Primary Respiration is defined as the long tide in biodynamic craniosacral therapy. It is the movement of wholeness. It is one of the three tidal movements that craniosacral therapists might work with in clinical practice. The other two are the cranial rhythmic impulse (CRI) and the mid tide both of which are faster. Primary Respiration was first discovered by William Garner Sutherland, DO, and incorporated into clinical practice because of the therapeutic benefits when both the practitioner and client access a slow rhythm in their nervous system, heart and body– such as Primary Respiration.
The purpose of the whole training is:
- To study the new science of compassion and its recovery with Biodynamic Cardiovascular Therapy. Each class contains mindfulness based guided meditations linking compassion, kindness and gentle care with the experience of Primary Respiration and stillness in and around the body. This is the essence of each course.
- To learn new palpation skills to help stabilize and improve the cellular metabolism of the contemporary client specifically in their Fluid Body (the instinct of knowing how to self-heal), intestinal, cardiovascular and nervous systems.
- To be learn important new aspects of prenatal development and the cellular metabolism of the cardiovascular system. Human embryology from the point of view of morphology (wholistic movement) will be taught in many classes which informs the palpation skills being taught.
- To experience embodied wholeness in one’s self first and then offer that to the client through skillful application of palpation skills based on compassionate touch. This begins in the physical body together with its Fluid Body.
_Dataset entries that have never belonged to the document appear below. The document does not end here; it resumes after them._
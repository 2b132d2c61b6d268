use proptest::prelude::*;
use rust_decimal::Decimal;
use tripsplit_application::{
    ExpenseRecord, MemberDirectory as _, MemberRecord, SettlementService, TripRecord,
};
use tripsplit_domain::Money;

const IDS: [&str; 5] = ["ana", "bruno", "chloe", "david", "emma"];

fn record(member_count: usize, expenses: &[(i64, usize, usize)]) -> TripRecord {
    TripRecord {
        name: Some("Property trip".to_owned()),
        members: IDS[..member_count]
            .iter()
            .map(|id| MemberRecord {
                user_id: (*id).to_owned(),
                name: None,
            })
            .collect(),
        expenses: expenses
            .iter()
            .map(|&(cents, payer, mask)| {
                let payer = payer % member_count;
                let mask = mask % (1 << member_count);
                let mut participants: Vec<String> = (0..member_count)
                    .filter(|bit| mask & (1 << bit) != 0)
                    .map(|bit| IDS[bit].to_owned())
                    .collect();
                if participants.is_empty() {
                    participants.push(IDS[payer].to_owned());
                }
                ExpenseRecord {
                    title: None,
                    amount: Decimal::new(cents, 2),
                    paid_by: IDS[payer].to_owned(),
                    participants,
                }
            })
            .collect(),
    }
}

proptest! {
    #[test]
    fn well_formed_records_validate_and_settle(
        member_count in 1usize..=5,
        expenses in prop::collection::vec((0i64..=50_000, 0usize..5, 0usize..32), 0..=20),
    ) {
        let trip = record(member_count, &expenses).validate();
        prop_assert!(trip.is_ok());
        let trip = trip.unwrap();

        let settlement = SettlementService::settle_trip(&trip);
        let expected_total: f64 = expenses.iter().map(|&(cents, _, _)| cents as f64 / 100.0).sum();

        prop_assert!((settlement.total_paid().value() - expected_total).abs() < 1e-6);
        let net: Money = settlement.balances().iter().map(|balance| balance.balance).sum();
        prop_assert!(net.value().abs() < 1e-6);
    }

    #[test]
    fn unnamed_members_have_no_display_name(member_count in 1usize..=5) {
        let trip = record(member_count, &[]).validate().unwrap();
        for member in &trip.members {
            prop_assert_eq!(trip.display_name(&member.id), None);
        }
    }
}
- To maintain a Heart to Heart connection. The electromagnetic field of the heart extends 15’ around the body and constantly interacts with other heart fields. Primary Respiration moves within the heart field to generate safety, healing and embodied wholeness. This sensory awareness can be applied in all life situations. Numerous skills will be taught to experience this state.
In these classes, students will learn how and when to blend current and previous learning in all forms of craniosacral therapy as well as manual therapy of all kinds for the most effective treatment for the client. Each year the curriculum of all courses is updated with new research information on the Fluid Body, cardiovascular and nervous systems and its application in clinical practice.